**About this exercise:** Please repeat exactly the lines below from the one containing "pub fn read_identity(path: impl" down to the one containing "first when it", both included, and nothing else.
════════════════════
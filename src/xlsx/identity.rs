//! Workbook identity stored as a custom document property.
//!
//! Workbooks that feed variables are tagged with a random UUID under the
//! [`IDENTITY_PROPERTY`] custom property, so a linked workbook can be
//! recognised after it has been moved or renamed.

use std::path::Path;

use quick_xml::events::{BytesEnd, BytesStart, BytesText, Event};
use quick_xml::{Reader, Writer};
use serde::{Deserialize, Serialize};

use super::access::open_workbook;
use crate::container::OoxmlContainer;
use crate::error::{Error, Result};

/// Name of the custom property holding the workbook identity.
pub const IDENTITY_PROPERTY: &str = "TansuGUID";

const CUSTOM_PART: &str = "docProps/custom.xml";
const CONTENT_TYPES_PART: &str = "[Content_Types].xml";
const PACKAGE_RELS_PART: &str = "_rels/.rels";

const CUSTOM_REL_TYPE: &str =
    "http://schemas.openxmlformats.org/officeDocument/2006/relationships/custom-properties";
const CUSTOM_CONTENT_TYPE: &str = "application/vnd.openxmlformats-officedocument.custom-properties+xml";
const PROPERTIES_NS: &str =
    "http://schemas.openxmlformats.org/officeDocument/2006/custom-properties";
const VT_NS: &str = "http://schemas.openxmlformats.org/officeDocument/2006/docPropsVTypes";

/// Format id shared by all user-defined custom properties.
const USER_FMTID: &str = "{D5CDD505-2E9C-101B-9397-08002B2CF9AE}";

/// A custom document property, value rendered as text.
#[derive(Debug, Clone, PartialEq, Eq)]
pub struct CustomProperty {
    pub name: String,
    pub pid: u32,
    pub value: String,
}

/// Result of checking a workbook against a remembered identity.
#[derive(Debug, Clone, PartialEq, Eq, Serialize, Deserialize)]
#[serde(tag = "status", rename_all = "snake_case")]
pub enum IdentityCheck {
    /// The workbook carries the expected identity
    Match,
    /// The workbook carries a different identity
    Mismatch { found: String },
    /// The workbook carries no identity
    Untagged,
}

/// Parse the properties of a custom.xml part.
pub fn parse_custom_properties(xml: &str) -> Result<Vec<CustomProperty>> {
    let mut properties = Vec::new();
    let mut reader = Reader::from_str(xml);
    let mut current: Option<CustomProperty> = None;

    loop {
        match reader.read_event()? {
            Event::Start(e) if e.local_name().as_ref() == b"property" => {
                current = Some(property_header(&e)?);
            }
            Event::Empty(e) if e.local_name().as_ref() == b"property" => {
                properties.push(property_header(&e)?);
            }
            Event::Text(t) => {
                if let Some(prop) = current.as_mut() {
                    let text = t.unescape().map_err(|e| Error::XmlParse(e.to_string()))?;
                    prop.value.push_str(&text);
                }
            }
            Event::End(e) if e.local_name().as_ref() == b"property" => {
                if let Some(mut prop) = current.take() {
                    prop.value = prop.value.trim().to_string();
                    properties.push(prop);
                }
            }
            Event::Eof => break,
            _ => {}
        }
    }

    Ok(properties)
}

fn property_header(e: &BytesStart<'_>) -> Result<CustomProperty> {
    let mut name = String::new();
    let mut pid = 0;
    for attr in e.attributes() {
        let attr = attr?;
        let value = attr
            .unescape_value()
            .map_err(|err| Error::XmlParse(err.to_string()))?;
        match attr.key.local_name().as_ref() {
            b"name" => name = value.into_owned(),
            b"pid" => pid = value.trim().parse().unwrap_or(0),
            _ => {}
        }
    }
    Ok(CustomProperty {
        name,
        pid,
        value: String::new(),
    })
}

/// Look up a custom property. A package without custom properties, or
/// without that property, yields `None`.
pub fn try_get_property(container: &OoxmlContainer, name: &str) -> Result<Option<String>> {
    let Some(bytes) = container.read_part(CUSTOM_PART)? else {
        return Ok(None);
    };
    let xml = crate::container::decode_xml_bytes(&bytes)?;
    Ok(parse_custom_properties(&xml)?
        .into_iter()
        .find(|p| p.name == name)
        .map(|p| p.value)
        .filter(|v| !v.is_empty()))
}

/// Stage a string custom property, replacing any property of that name.
///
/// Adds the custom properties part, its content type override and its
/// package relationship when the package has none.
pub fn set_property(container: &mut OoxmlContainer, name: &str, value: &str) -> Result<()> {
    let custom = match container.read_part(CUSTOM_PART)? {
        Some(bytes) => {
            let xml = crate::container::decode_xml_bytes(&bytes)?;
            replace_property(&xml, name, value)?
        }
        None => {
            register_custom_part(container)?;
            new_custom_part(name, value)?
        }
    };
    container.write_part(CUSTOM_PART, custom.into_bytes());
    Ok(())
}

fn property_events(name: &str, value: &str, pid: u32, declare_vt: bool) -> Vec<Event<'static>> {
    let pid = pid.to_string();
    let mut start = BytesStart::new("property");
    start.push_attribute(("fmtid", USER_FMTID));
    start.push_attribute(("pid", pid.as_str()));
    start.push_attribute(("name", name));

    let mut lpwstr = BytesStart::new("vt:lpwstr");
    if declare_vt {
        lpwstr.push_attribute(("xmlns:vt", VT_NS));
    }

    vec![
        Event::Start(start),
        Event::Start(lpwstr),
        Event::Text(BytesText::new(value).into_owned()),
        Event::End(BytesEnd::new("vt:lpwstr")),
        Event::End(BytesEnd::new("property")),
    ]
}

fn new_custom_part(name: &str, value: &str) -> Result<String> {
    let mut writer = Writer::new(Vec::new());
    writer.write_event(Event::Decl(quick_xml::events::BytesDecl::new(
        "1.0",
        Some("UTF-8"),
        Some("yes"),
    )))?;
    let mut root = BytesStart::new("Properties");
    root.push_attribute(("xmlns", PROPERTIES_NS));
    root.push_attribute(("xmlns:vt", VT_NS));
    writer.write_event(Event::Start(root))?;
    for event in property_events(name, value, 2, false) {
        writer.write_event(event)?;
    }
    writer.write_event(Event::End(BytesEnd::new("Properties")))?;
    String::from_utf8(writer.into_inner()).map_err(|e| Error::XmlParse(e.to_string()))
}

/// Rewrite an existing custom.xml: drop the old property of that name and
/// append the new one with the next free pid (user pids start at 2).
fn replace_property(xml: &str, name: &str, value: &str) -> Result<String> {
    let mut reader = Reader::from_str(xml);
    let mut writer = Writer::new(Vec::with_capacity(xml.len() + 256));
    let mut max_pid = 1;
    let mut skipping = 0usize;
    let mut declares_vt = false;

    loop {
        let event = reader.read_event()?;

        if skipping > 0 {
            match event {
                Event::Start(_) => skipping += 1,
                Event::End(_) => skipping -= 1,
                Event::Eof => return Err(Error::XmlParse("unterminated property".to_string())),
                _ => {}
            }
            continue;
        }

        match event {
            Event::Start(e) if e.local_name().as_ref() == b"Properties" => {
                declares_vt = declares_vt_namespace(&e);
                writer.write_event(Event::Start(e))?;
            }
            Event::Empty(e) if e.local_name().as_ref() == b"Properties" => {
                let declares_vt = declares_vt_namespace(&e);
                let end = BytesEnd::new(String::from_utf8_lossy(e.name().as_ref()).into_owned());
                writer.write_event(Event::Start(e))?;
                for event in property_events(name, value, max_pid + 1, !declares_vt) {
                    writer.write_event(event)?;
                }
                writer.write_event(Event::End(end))?;
            }
            Event::Start(e) if e.local_name().as_ref() == b"property" => {
                let header = property_header(&e)?;
                if header.name == name {
                    skipping = 1;
                } else {
                    max_pid = max_pid.max(header.pid);
                    writer.write_event(Event::Start(e))?;
                }
            }
            Event::Empty(e) if e.local_name().as_ref() == b"property" => {
                let header = property_header(&e)?;
                if header.name != name {
                    max_pid = max_pid.max(header.pid);
                    writer.write_event(Event::Empty(e))?;
                }
            }
            Event::End(e) if e.local_name().as_ref() == b"Properties" => {
                for event in property_events(name, value, max_pid + 1, !declares_vt) {
                    writer.write_event(event)?;
                }
                writer.write_event(Event::End(e))?;
            }
            Event::Eof => break,
            event => writer.write_event(event)?,
        }
    }

    String::from_utf8(writer.into_inner()).map_err(|e| Error::XmlParse(e.to_string()))
}

fn declares_vt_namespace(e: &BytesStart<'_>) -> bool {
    e.attributes()
        .flatten()
        .any(|a| a.key.as_ref() == b"xmlns:vt" && a.value.as_ref() == VT_NS.as_bytes())
}

/// Register a new custom properties part in the content types and the
/// package relationships.
fn register_custom_part(container: &mut OoxmlContainer) -> Result<()> {
    let content_types = container.read_xml(CONTENT_TYPES_PART)?;
    if !content_types.contains("/docProps/custom.xml") {
        let mut over = BytesStart::new("Override");
        over.push_attribute(("PartName", "/docProps/custom.xml"));
        over.push_attribute(("ContentType", CUSTOM_CONTENT_TYPE));
        let xml = append_child(&content_types, b"Types", over)?;
        container.write_part(CONTENT_TYPES_PART, xml.into_bytes());
    }

    let rels = container.read_package_relationships()?;
    if rels.get_by_type(CUSTOM_REL_TYPE).is_empty() {
        let id = rels.next_id();
        let mut rel = BytesStart::new("Relationship");
        rel.push_attribute(("Id", id.as_str()));
        rel.push_attribute(("Type", CUSTOM_REL_TYPE));
        rel.push_attribute(("Target", "docProps/custom.xml"));

        let xml = match container.read_part(PACKAGE_RELS_PART)? {
            Some(bytes) => append_child(&crate::container::decode_xml_bytes(&bytes)?, b"Relationships", rel)?,
            None => append_child(
                r#"<?xml version="1.0" encoding="UTF-8" standalone="yes"?><Relationships xmlns="http://schemas.openxmlformats.org/package/2006/relationships"/>"#,
                b"Relationships",
                rel,
            )?,
        };
        container.write_part(PACKAGE_RELS_PART, xml.into_bytes());
    }
    Ok(())
}

/// Append an empty child element as the last child of the root `parent`.
fn append_child(xml: &str, parent: &[u8], child: BytesStart<'_>) -> Result<String> {
    let mut reader = Reader::from_str(xml);
    let mut writer = Writer::new(Vec::with_capacity(xml.len() + 256));
    let mut inserted = false;

    loop {
        match reader.read_event()? {
            Event::End(e) if !inserted && e.local_name().as_ref() == parent => {
                writer.write_event(Event::Empty(child.borrow()))?;
                writer.write_event(Event::End(e))?;
                inserted = true;
            }
            Event::Empty(e) if !inserted && e.local_name().as_ref() == parent => {
                let end = BytesEnd::new(String::from_utf8_lossy(e.name().as_ref()).into_owned());
                writer.write_event(Event::Start(e))?;
                writer.write_event(Event::Empty(child.borrow()))?;
                writer.write_event(Event::End(end))?;
                inserted = true;
            }
            Event::Eof => break,
            event => writer.write_event(event)?,
        }
    }

    if !inserted {
        return Err(Error::XmlParse(format!(
            "no <{}> element",
            String::from_utf8_lossy(parent)
        )));
    }
    String::from_utf8(writer.into_inner()).map_err(|e| Error::XmlParse(e.to_string()))
}

/// Read a workbook's identity without modifying it.
pub fn read_identity(path: impl AsRef<Path>) -> Result<Option<String>> {
    let workbook = open_workbook(path)?;
    try_get_property(workbook.container(), IDENTITY_PROPERTY)
}

/// Return the workbook's identity, tagging it with a new UUID first when it
/// has none. The file is only rewritten in the latter case.
///
/// Not safe to call concurrently on the same path.
pub fn get_or_create_identity(path: impl AsRef<Path>) -> Result<String> {
    let path = path.as_ref();
    let mut container = open_workbook(path)?.into_container();

    if let Some(id) = try_get_property(&container, IDENTITY_PROPERTY)? {
        return Ok(id);
    }

    let id = uuid::Uuid::new_v4().to_string();
    set_property(&mut container, IDENTITY_PROPERTY, &id)?;
    container.commit(path)?;
    log::debug!("tagged {} with identity {}", path.display(), id);
    Ok(id)
}

/// Compare the identity of a (possibly relocated) workbook with `expected`.
pub fn verify_identity(path: impl AsRef<Path>, expected: &str) -> Result<IdentityCheck> {
    Ok(match read_identity(path)? {
        Some(found) if found.eq_ignore_ascii_case(expected) => IdentityCheck::Match,
        Some(found) => IdentityCheck::Mismatch { found },
        None => IdentityCheck::Untagged,
    })
}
════════════════════
**Solution to the exercise:**
pub fn read_identity(path: impl AsRef<Path>) -> Result<Option<String>> {
    let workbook = open_workbook(path)?;
    try_get_property(workbook.container(), IDENTITY_PROPERTY)
}

/// Return the workbook's identity, tagging it with a new UUID first when it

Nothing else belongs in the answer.